Role of SORLA in Transport of TrkB and APP in Alzheimer's Disease

Accelerated amyloidogenic processing of APP and insufficient trophic signals from BDNF are two well-documented risk factors in AD. Intriguingly, both pathways converge on yet another established AD risk gene, the neuronal sorting receptor SORLA. A more detailed understanding of how these pathways are interconnected in the healthy and in the diseased brain will provide the basis for evaluating the therapeutic potential of SORLA to reduce neurotoxicity (caused by too much Abeta) and to strengthen neurotrophic support (caused by poor BDNF signals).

The protein called SORLA was identified as a risk factor in Alzheimer’s disease. It helps with the production of beta-amyloid which forms the characteristic plaques in Alzheimer’s disease. Abnormally high levels of beta-amyloid cause the death of nerve cells in patients, leading to dementia. Recently, Drs. Michael Rohe, Thomas Willnow, and collaborators have identified the protective factor BDNF to activate SORLA. Regulation of SORLA by BDNF reduces the amount of beta-amyloid. An abnormally low level of BDNF is associated with Alzheimer’s disease, because this causes low levels of SORLA that then leads to high levels of toxic beta-amyloid. Beta-amyloid is produced from the protein APP, and BDNF exerts its protective function through binding to the protein TrkB. Both APP and TrkB are bound by SORLA that is thought to control their transport within the cell.

To sort out this complicated interaction of proteins, Dr. Rohe and collaborators will find out exactly how SORLA works in concert with APP and TrkB. Their discoveries could potentially lead to a new disease-modifying treatment designed to increase the levels of SORLA in the brain in order to prevent the release of beta-amyloid and stop plaque formation.

Progress Updates

Two well-documented risk factors in Alzheimer’s disease (AD) are accelerated breakdown of the APP protein into beta-amyloid (Abeta), and insufficient support for nerve cells from the protective protein, called BDNF. Intriguingly, both pathways converge on yet another established AD risk gene that produces the neuronal sorting receptor protein, called SORLA. A more detailed understanding of how these pathways are interconnected in the healthy and in the diseased brain is the major aim of this project. Dr. Rohe’s team is evaluating the therapeutic potential of SORLA to reduce toxicity for neurons (caused by too much Abeta) and to reinstate support of neurons (caused by poor BDNF signals).

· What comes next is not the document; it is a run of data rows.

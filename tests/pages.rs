use std::{fs, path::PathBuf};

use actix_web::{
    body::to_bytes,
    http::StatusCode,
    test,
    web::{self, Data},
    App, HttpResponse, HttpServer,
};
use folio_render::{core::settings::Settings, server::configure};
use serde_json::Value;

const PROJECTS: &str = r##"[
    {"title": "A", "live": "https://a.io"},
    {"title": "B"},
    {"title": "<b>Bold</b>", "image": "#", "code": "github.com/me/bold"}
]"##;

const ACHIEVEMENTS: &str = r#"[
    {"title": "Hackathon", "type": "Award", "links": "https://hack.example.com"},
    {"title": "Certificate", "category": "Course"}
]"#;

fn scratch_dir() -> PathBuf {
    let dir = std::env::temp_dir().join(format!("folio-render-{}", uuid::Uuid::new_v4()));
    fs::create_dir_all(&dir).unwrap();
    dir
}

fn settings_for(data_root: &str) -> Settings {
    let mut settings = Settings::new();
    settings.data_root.value = data_root.to_string();
    settings
}

async fn get_body(settings: Settings, path: &str) -> (StatusCode, String) {
    let app = test::init_service(App::new().app_data(Data::new(settings)).configure(configure)).await;
    let req = test::TestRequest::get().uri(path).to_request();
    let resp = test::call_service(&app, req).await;
    let status = resp.status();
    let body = to_bytes(resp.into_body()).await.unwrap();
    (status, String::from_utf8(body.to_vec()).unwrap())
}

#[actix_web::test]
async fn projects_page_renders_cards_in_order() {
    let dir = scratch_dir();
    fs::write(dir.join("projects.json"), PROJECTS).unwrap();

    let (status, body) = get_body(settings_for(dir.to_str().unwrap()), "/pages/projects.html").await;
    assert_eq!(status, StatusCode::OK);
    assert!(body.contains(r#"<div id="projects-container" class="row g-4">"#));

    let a = body.find(r#"<h5 class="card-title">A</h5>"#).unwrap();
    let b = body.find(r#"<h5 class="card-title">B</h5>"#).unwrap();
    let bold = body.find(r#"<h5 class="card-title">&lt;b&gt;Bold&lt;/b&gt;</h5>"#).unwrap();
    assert!(a < b && b < bold);
    assert!(body.contains(r#"href="https://a.io" target="_blank" rel="noopener noreferrer">Live</a>"#));
    assert!(body.contains(r#"<button class="btn btn-sm btn-primary" disabled="disabled">Details</button>"#));
    assert!(body.contains(r#"href="https://github.com/me/bold""#));
    assert!(!body.contains("<img"));
    assert!(!body.contains("<b>"));

    fs::remove_dir_all(dir).unwrap();
}

#[actix_web::test]
async fn achievements_page_wraps_linked_cards() {
    let dir = scratch_dir();
    fs::write(dir.join("achievements.json"), ACHIEVEMENTS).unwrap();

    let (status, body) = get_body(settings_for(dir.to_str().unwrap()), "/achievements").await;
    assert_eq!(status, StatusCode::OK);
    assert!(body.contains(r#"<div id="achievements-container" class="row g-4">"#));
    assert!(body.contains(r#"href="https://hack.example.com""#));
    assert!(body.contains(r#"<span class="badge bg-secondary ms-2">Award</span>"#));
    assert!(body.contains(r#"<span class="badge bg-secondary ms-2">Course</span>"#));
    assert_eq!(body.matches("No link").count(), 1);

    fs::remove_dir_all(dir).unwrap();
}

#[actix_web::test]
async fn missing_data_file_renders_single_diagnostic() {
    let dir = scratch_dir();

    let (status, body) = get_body(settings_for(dir.to_str().unwrap()), "/projects").await;
    assert_eq!(status, StatusCode::OK);
    assert_eq!(body.matches("Could not load data.").count(), 1);
    assert!(!body.contains("card-title"));

    fs::remove_dir_all(dir).unwrap();
}

#[actix_web::test]
async fn non_array_root_renders_single_diagnostic() {
    let dir = scratch_dir();
    fs::write(dir.join("projects.json"), r#"{"title": "A"}"#).unwrap();

    let (_, body) = get_body(settings_for(dir.to_str().unwrap()), "/projects").await;
    assert_eq!(body.matches("Could not load data.").count(), 1);
    assert!(!body.contains("card-title"));

    fs::remove_dir_all(dir).unwrap();
}

#[actix_web::test]
async fn unknown_pages_are_not_found() {
    let (status, body) = get_body(Settings::new(), "/pages/about.html").await;
    assert_eq!(status, StatusCode::NOT_FOUND);
    assert_eq!(body, "Not a projects or achievements page.");
}

#[actix_web::test]
async fn status_endpoint_reports_running() {
    let (status, body) = get_body(Settings::new(), "/v1/folio").await;
    assert_eq!(status, StatusCode::OK);
    assert_eq!(body, "folio is running");
}

#[actix_web::test]
async fn records_endpoint_returns_normalized_fields() {
    let dir = scratch_dir();
    fs::write(dir.join("projects.json"), PROJECTS).unwrap();

    let (status, body) = get_body(settings_for(dir.to_str().unwrap()), "/v1/records/projects").await;
    assert_eq!(status, StatusCode::OK);
    let records: Value = serde_json::from_str(&body).unwrap();
    let records = records.as_array().unwrap();
    assert_eq!(records.len(), 3);
    assert_eq!(records[0]["title"], "A");
    assert_eq!(records[0]["primaryLink"], "https://a.io");
    assert_eq!(records[1]["secondaryLink"], Value::Null);
    assert_eq!(records[2]["image"], Value::Null);
    assert_eq!(records[2]["secondaryLink"], "https://github.com/me/bold");

    let (status, _) = get_body(settings_for(dir.to_str().unwrap()), "/v1/records/blog").await;
    assert_eq!(status, StatusCode::NOT_FOUND);

    let (status, _) = get_body(settings_for(dir.to_str().unwrap()), "/v1/records/achievements").await;
    assert_eq!(status, StatusCode::BAD_GATEWAY);

    fs::remove_dir_all(dir).unwrap();
}

#[actix_web::test]
async fn remote_data_root_is_fetched_over_http() {
    let cdn = HttpServer::new(|| {
        App::new().route(
            "/data/projects.json",
            web::get().to(|| async {
                HttpResponse::Ok()
                    .content_type("application/json")
                    .body(PROJECTS)
            }),
        )
    })
    .workers(1)
    .bind(("127.0.0.1", 0))
    .unwrap();
    let addr = cdn.addrs()[0];
    let cdn = cdn.run();
    let handle = cdn.handle();
    actix_web::rt::spawn(cdn);

    let root = format!("http://{}/data", addr);

    let (status, body) = get_body(settings_for(&root), "/projects").await;
    assert_eq!(status, StatusCode::OK);
    assert_eq!(body.matches(r#"<article class="card h-100 shadow-sm">"#).count(), 3);

    // achievements.json is not served, so the CDN answers 404.
    let (status, body) = get_body(settings_for(&root), "/achievements").await;
    assert_eq!(status, StatusCode::OK);
    assert_eq!(body.matches("Could not load data.").count(), 1);
    assert!(!body.contains("<article"));

    handle.stop(true).await;
}

#[actix_web::test]
async fn asset_requests_never_render_a_page() {
    let dir = scratch_dir();

    let (status, body) = get_body(
        settings_for(dir.to_str().unwrap()),
        "/assets/img/projects/banner.png",
    )
    .await;
    assert_eq!(status, StatusCode::NOT_FOUND);
    assert!(!body.contains("<!DOCTYPE html>"));
    assert!(!body.contains("Could not load data."));

    let (status, body) = get_body(settings_for(dir.to_str().unwrap()), "/projects/logo.png").await;
    assert_eq!(status, StatusCode::NOT_FOUND);
    assert_eq!(body, "Not a projects or achievements page.");

    fs::remove_dir_all(dir).unwrap();
}

#[actix_web::test]
async fn linked_stylesheet_and_sample_image_are_served() {
    let (status, body) = get_body(Settings::new(), "/assets/css/site.css").await;
    assert_eq!(status, StatusCode::OK);
    assert!(body.contains(".card"));

    let (status, body) = get_body(Settings::new(), "/assets/img/snake.svg").await;
    assert_eq!(status, StatusCode::OK);
    assert!(body.contains("<svg"));
}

So far, Dr. Rohe’s team was able to document that SORLA not only regulates the breakdown of APP but also the transport of the BDNF receptor, called TrkB. Binding of BDNF to TrkB is central for supporting the function and survival of neurons. Because of the impaired transport of TrkB, BDNF signals received by neurons lacking SORLA are reduced. This reduction renders affected neurons vulnerable and disrupts their proper function. In support of this hypothesis, Dr. Rohe identified that SORLA deficiency disrupts the function of several brain proteins that are important for proper communication between nerve cells. Intriguingly, the disruption of these proteins coincided with impaired learning and memory in SORLA-deficient mice, further underscoring the relevance of this signaling pathway for cognitive functions. Since low levels of SORLA have been documented in AD patients, Dr. Rohe’s data provide an explanation of how low levels of the receptor protein may translate into memory deficits.